Petri teve a candidatura contestada pelo MPE  por ele ter sido condenado, em decisão já transitada em julgado, pela prática de conduta vedada a agente público nas eleições de 2008. O TRE, porém, deferiu o registro de candidatura, por entender que o candidato fora condenado apenas à sanção de multa. 
 
No entender dos juízes eleitorais, seria necessária a cassação do registro ou do diploma para determinar a inelegibilidade. Em seu recurso, o MPE argumentou que embora tenha sido condenado apenas à multa, “os fatos tinham gravidade suficiente para condenação, mas a Corte assim não procedeu em razão de questão processual”. 
 
O argumento não foi suficiente para convencer o ministro Gilmar Mendes, que seguiu o entendimento do TRE de que para haver a inelegibilidade é preciso haver cassação do mandato.

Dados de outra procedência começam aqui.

//! Subcommand implementations
//!
//! - `status` - Show desired vs actual values of every declared user
//! - `diff` - Preview what apply would change
//! - `apply` - Make the accounts match the manifest
//! - `describe` - Document the user type

pub mod apply;
pub mod describe;
pub mod diff;
pub mod status;

use crate::Context;
use crate::config::Manifest;
use crate::engine::{PlannedUsers, build_plan};
use crate::sudo::running_as_root;
use crate::ui;
use anyhow::{Result, bail};
use declarative::{ApplyResult, ExecutionPlan, ResourceDiff, compute_diffs, retrieve_batch};
use nameservice::Platform;

/// Threads used to read accounts when no `--jobs` is given
const DEFAULT_JOBS: usize = 4;

/// Load the manifest and build the plan for `target`
fn plan_users(ctx: &Context, target: Option<&str>) -> Result<PlannedUsers> {
    let manifest = Manifest::load(ctx.config.as_deref())?;
    let planned = build_plan(&manifest, Platform::global(), running_as_root(), target);

    for (name, error) in &planned.invalid {
        ui::error(&format!("user {name}: {error}"));
    }
    Ok(planned)
}

/// Retrieve every planned user, reporting the ones that could not be read
///
/// Returns the number of users dropped from the plan.
fn retrieve_all(plan: &mut ExecutionPlan, jobs: usize) -> Result<usize> {
    let mut failures = retrieve_batch(&mut plan.unprivileged, jobs)?;
    failures.extend(retrieve_batch(&mut plan.privileged, jobs)?);

    for (id, result) in &failures {
        if let ApplyResult::Failed { error } = result {
            ui::error(&format!("user {id}: {error}"));
        }
    }
    Ok(failures.len())
}

/// Diffs of both privilege groups, unprivileged first
fn plan_diffs(plan: &ExecutionPlan) -> Vec<ResourceDiff> {
    let mut diffs = compute_diffs(&plan.unprivileged);
    diffs.extend(compute_diffs(&plan.privileged));
    diffs
}

/// Fail the command when some users could not be handled
fn ensure_all_handled(problems: usize) -> Result<()> {
    if problems > 0 {
        bail!(
            "{problems} user{} could not be processed",
            if problems == 1 { "" } else { "s" }
        );
    }
    Ok(())
}
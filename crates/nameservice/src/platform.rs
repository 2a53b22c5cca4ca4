//! Platform selection.
//!
//! The backend family is chosen once per process from the operating
//! system name and shared by every user resource through [`Platform`].

use crate::backend::Backend;
use crate::backend::dscl::DirectoryServiceBackend;
use crate::backend::useradd::ObjectAddBackend;
use crate::database::{AccountDatabase, SystemDatabase};
use serde::{Deserialize, Serialize};
use std::fmt;
use std::sync::{Arc, OnceLock};

/// Account tooling family
#[derive(Debug, Clone, Copy, PartialEq, Eq, Serialize, Deserialize)]
#[serde(rename_all = "snake_case")]
pub enum Family {
    /// macOS Directory Services (`dscl`)
    DirectoryService,
    /// `useradd`/`usermod`
    ObjectAdd,
}

impl Family {
    /// Family for an OS name as reported by `std::env::consts::OS`
    pub fn for_os(os: &str) -> Self {
        match os {
            "macos" => Self::DirectoryService,
            _ => Self::ObjectAdd,
        }
    }

    /// Family of the running host
    pub fn current() -> Self {
        Self::for_os(std::env::consts::OS)
    }

    pub fn as_str(&self) -> &'static str {
        match self {
            Self::DirectoryService => "directoryservice",
            Self::ObjectAdd => "useradd",
        }
    }
}

impl fmt::Display for Family {
    fn fmt(&self, f: &mut fmt::Formatter<'_>) -> fmt::Result {
        write!(f, "{}", self.as_str())
    }
}

/// Backend and account database bound together
///
/// Cloning is cheap; clones share the same backend and database.
#[derive(Clone)]
pub struct Platform {
    family: Family,
    backend: Arc<dyn Backend>,
    database: Arc<dyn AccountDatabase>,
}

static GLOBAL: OnceLock<Platform> = OnceLock::new();

impl Platform {
    pub fn new(backend: Arc<dyn Backend>, database: Arc<dyn AccountDatabase>) -> Self {
        Self {
            family: backend.family(),
            backend,
            database,
        }
    }

    /// Host name service with the tools of `family`
    pub fn system(family: Family) -> Self {
        let database: Arc<dyn AccountDatabase> = Arc::new(SystemDatabase::new());
        let backend: Arc<dyn Backend> = match family {
            Family::DirectoryService => Arc::new(DirectoryServiceBackend::new()),
            Family::ObjectAdd => Arc::new(ObjectAddBackend::new(Arc::clone(&database))),
        };
        Self::new(backend, database)
    }

    /// Process-wide platform, detected on first use
    pub fn global() -> &'static Self {
        GLOBAL.get_or_init(|| {
            let family = Family::current();
            log::debug!("using {family} account backend");
            Self::system(family)
        })
    }

    pub fn family(&self) -> Family {
        self.family
    }

    pub fn backend(&self) -> &dyn Backend {
        self.backend.as_ref()
    }

    pub fn database(&self) -> &dyn AccountDatabase {
        self.database.as_ref()
    }
}

impl fmt::Debug for Platform {
    fn fmt(&self, f: &mut fmt::Formatter<'_>) -> fmt::Result {
        f.debug_struct("Platform")
            .field("family", &self.family)
            .finish_non_exhaustive()
    }
}

#[cfg(test)]
mod tests {
    use super::*;

    #[test]
    fn test_family_for_os() {
        assert_eq!(Family::for_os("macos"), Family::DirectoryService);
        assert_eq!(Family::for_os("linux"), Family::ObjectAdd);
        assert_eq!(Family::for_os("freebsd"), Family::ObjectAdd);
    }

    #[test]
    fn test_family_serializes_snake_case() {
        let json = serde_json::to_string(&Family::DirectoryService).unwrap();
        assert_eq!(json, "\"directory_service\"");
        let parsed: Family = serde_json::from_str("\"object_add\"").unwrap();
        assert_eq!(parsed, Family::ObjectAdd);
    }

    #[test]
    fn test_global_is_shared() {
        let first = Platform::global();
        let second = Platform::global();
        assert!(std::ptr::eq(first, second));
        assert_eq!(first.family(), Family::current());
    }

    #[test]
    fn test_system_binds_family() {
        assert_eq!(
            Platform::system(Family::ObjectAdd).family(),
            Family::ObjectAdd
        );
        assert_eq!(
            Platform::system(Family::DirectoryService).backend().family(),
            Family::DirectoryService
        );
    }
}
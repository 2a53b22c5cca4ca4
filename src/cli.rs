use clap::{Parser, Subcommand};
use clap_complete::Shell;
use std::path::PathBuf;

#[derive(Parser)]
#[command(name = "nssync")]
#[command(author = "Alberto Cavalcante")]
#[command(version)]
#[command(about = "Declare OS user accounts and converge the system to match", long_about = None)]
#[command(propagate_version = true)]
pub struct Cli {
    /// Verbosity level
    #[arg(short, long, action = clap::ArgAction::Count, global = true)]
    pub verbose: u8,

    /// Suppress non-essential output
    #[arg(short, long, global = true)]
    pub quiet: bool,

    /// Manifest to read instead of ~/.config/nssync/users.toml
    #[arg(short, long, global = true, env = "NSSYNC_CONFIG", value_name = "PATH")]
    pub config: Option<PathBuf>,

    #[command(subcommand)]
    pub command: Command,
}

#[derive(Subcommand)]
pub enum Command {
    /// Show declared users with desired and actual values
    Status(StatusArgs),

    /// Preview what apply would change
    Diff(TargetArgs),

    /// Create and modify accounts to match the manifest
    Apply(ApplyArgs),

    /// List the attributes a user can declare
    Describe,

    /// Generate shell completions
    Completions {
        /// Shell to generate completions for
        #[arg(value_enum)]
        shell: Shell,
    },
}

#[derive(Parser)]
pub struct TargetArgs {
    /// Only this target: `user` or `user.<name>`
    pub target: Option<String>,
}

#[derive(Parser)]
pub struct StatusArgs {
    /// Only this target: `user` or `user.<name>`
    pub target: Option<String>,

    /// Print pending changes as JSON
    #[arg(long)]
    pub json: bool,
}

#[derive(Parser)]
pub struct ApplyArgs {
    /// Only this target: `user` or `user.<name>`
    pub target: Option<String>,

    /// Show what would change without touching accounts
    #[arg(short = 'n', long)]
    pub dry_run: bool,

    /// Parallel jobs for retrieving accounts
    #[arg(short, long, default_value = "4")]
    pub jobs: u16,

    /// Skip confirmation prompts
    #[arg(short, long)]
    pub yes: bool,
}
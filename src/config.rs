//! Manifest discovery and loading
//!
//! The manifest is a TOML file with a `[sudo]` table and one `[users.<name>]`
//! table per account. Every key of a user table except `observe` is handed
//! to the user type unchanged as a raw attribute.

use crate::sudo::SudoConfig;
use anyhow::{Context, Result};
use declarative::RawValue;
use serde::{Deserialize, Serialize};
use std::collections::BTreeMap;
use std::fs;
use std::path::{Path, PathBuf};

/// Manifest file name inside the config directory
pub const MANIFEST_FILE: &str = "users.toml";

/// Get the config directory path
pub fn config_dir() -> Result<PathBuf> {
    let home = dirs::home_dir().context("Could not determine home directory")?;
    Ok(home.join(".config").join("nssync"))
}

/// Default manifest location
pub fn default_manifest_path() -> Result<PathBuf> {
    Ok(config_dir()?.join(MANIFEST_FILE))
}

/// Declared state of the system
#[derive(Debug, Clone, Default, Serialize, Deserialize)]
pub struct Manifest {
    #[serde(default)]
    pub sudo: SudoConfig,

    #[serde(default)]
    pub users: BTreeMap<String, UserEntry>,
}

/// One `[users.<name>]` table
#[derive(Debug, Clone, Default, PartialEq, Eq, Serialize, Deserialize)]
pub struct UserEntry {
    /// Only observe the account, never change it
    #[serde(default)]
    pub observe: bool,

    #[serde(flatten)]
    pub attributes: BTreeMap<String, RawValue>,
}

impl Manifest {
    /// Parse manifest text
    pub fn parse(content: &str) -> Result<Self> {
        toml::from_str(content).context("Invalid manifest format")
    }

    /// Read a manifest file
    pub fn load_file(path: &Path) -> Result<Self> {
        let content = fs::read_to_string(path)
            .with_context(|| format!("Could not read {}", path.display()))?;
        Self::parse(&content).with_context(|| format!("In {}", path.display()))
    }

    /// Load the manifest from an explicit path or the default location
    ///
    /// An explicit path must exist; a missing default file means nothing
    /// is declared.
    pub fn load(explicit: Option<&Path>) -> Result<Self> {
        if let Some(path) = explicit {
            let expanded = shellexpand::tilde(&path.to_string_lossy()).into_owned();
            return Self::load_file(Path::new(&expanded));
        }

        let path = default_manifest_path()?;
        if !path.exists() {
            log::info!("no manifest at {}, nothing declared", path.display());
            return Ok(Self::default());
        }
        Self::load_file(&path)
    }
}
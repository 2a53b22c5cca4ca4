//! # nameservice
//!
//! Declarative user accounts on top of the system name service.
//!
//! This crate provides the `user` resource type for the [`declarative`]
//! framework:
//! - Reading accounts and groups through libc (or an in-memory table)
//! - Allocating uids automatically
//! - Choosing the account tools of the host once per process
//! - Creating and modifying accounts with `useradd`/`usermod` or `dscl`
//!
//! ## Example
//!
//! ```no_run
//! use declarative::{RawValue, Resource};
//! use nameservice::UserResource;
//! use std::collections::BTreeMap;
//!
//! let mut attributes = BTreeMap::new();
//! attributes.insert("uid".to_string(), RawValue::auto());
//! attributes.insert("shell".to_string(), RawValue::text("/bin/bash"));
//!
//! let mut alice = UserResource::managed("alice", &attributes).expect("valid user");
//! alice.retrieve().expect("account database readable");
//! for name in alice.pending() {
//!     println!("{name} needs a change");
//! }
//! ```

pub mod autogen;
pub mod backend;
pub mod database;
pub mod error;
pub mod platform;
pub mod user;

pub use autogen::{MAX_AUTOGEN_UID, next_uid};
pub use backend::Backend;
pub use database::{AccountDatabase, AccountRecord, GroupRecord, MemoryDatabase, SystemDatabase};
pub use error::{Error, Result};
pub use platform::{Family, Platform};
pub use user::{Mode, USER_STATES, USER_TYPE, UserResource, descriptor};
//! Execution planner - turns manifest entries into user resources

use crate::config::Manifest;
use declarative::{Error, ExecutionPlan, SudoRequirement, parse_target};
use nameservice::{Mode, Platform, USER_TYPE, UserResource};

/// Resources built from a manifest
#[derive(Debug, Default)]
pub struct PlannedUsers {
    pub plan: ExecutionPlan,
    /// Users whose declaration was rejected, with the reason
    pub invalid: Vec<(String, Error)>,
}

/// Build one user resource per manifest entry
///
/// Entries that fail munging or validation are collected in `invalid`
/// instead of aborting the whole plan. Observed users never need sudo.
pub fn build_plan(
    manifest: &Manifest,
    platform: &Platform,
    is_root: bool,
    target: Option<&str>,
) -> PlannedUsers {
    let (target_type, target_name) = target.map(parse_target).unwrap_or((None, None));
    if let Some(t) = target_type.as_deref()
        && t != USER_TYPE
        && t != "users"
    {
        log::warn!("unknown target type '{t}', nothing selected");
        return PlannedUsers::default();
    }

    let mut planned = PlannedUsers::default();

    for (name, entry) in &manifest.users {
        if target_name.as_deref().is_some_and(|n| n != name) {
            continue;
        }

        let mode = if entry.observe {
            Mode::Observed
        } else {
            Mode::Managed
        };

        match UserResource::new(name, &entry.attributes, mode, platform.clone()) {
            Ok(user) => {
                let requirement =
                    if mode == Mode::Managed && manifest.sudo.user_requires_sudo(name, is_root) {
                        SudoRequirement::Required {
                            reason: format!("changing account {name} needs root"),
                        }
                    } else {
                        SudoRequirement::None
                    };
                planned
                    .plan
                    .add_resource_explicit(Box::new(user.with_sudo_requirement(requirement)));
            }
            Err(e) => {
                log::debug!("rejecting user {name}: {e}");
                planned.invalid.push((name.clone(), e));
            }
        }
    }

    planned
}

A Procuradoria entrou com oito recursos no TSE para tentar barrar os candidatos que tiveram as candidaturas deferidas. Os candidatos indeferidos também recorrem da decisão do TRE.
 
A maioria dos pedidos de impugnação foi com base na Lei da Ficha Limpa. O TRE barrou as candidaturas de Cleone Gomes do Nascimento, Heliomar Costa Novais e Jackson Rangel Vieira, que pleiteavam o cargo de deputado federal; e Adenilson Modesto Godi do Nascimento, Claudimar Henker, Edson Henrique Pereira, Hélio Dutra Leal, Lauriano Marco Zancanela e Maryhanderson Ovil da Silva, que tentavam uma vaga na Assembleia Legislativa. 
 
Ainda a pedido do Ministério Público Eleitoral, foi barrada a candidatura do deputado estadual José Carlos Elias, também com base na Lei da Ficha Limpa. Petri foi denunciado por crime eleitoral. Além das impugnações feitas por sua iniciativa, a PRE analisou e ofereceu pareceres nos processos de registro de cerca de 600 candidatos.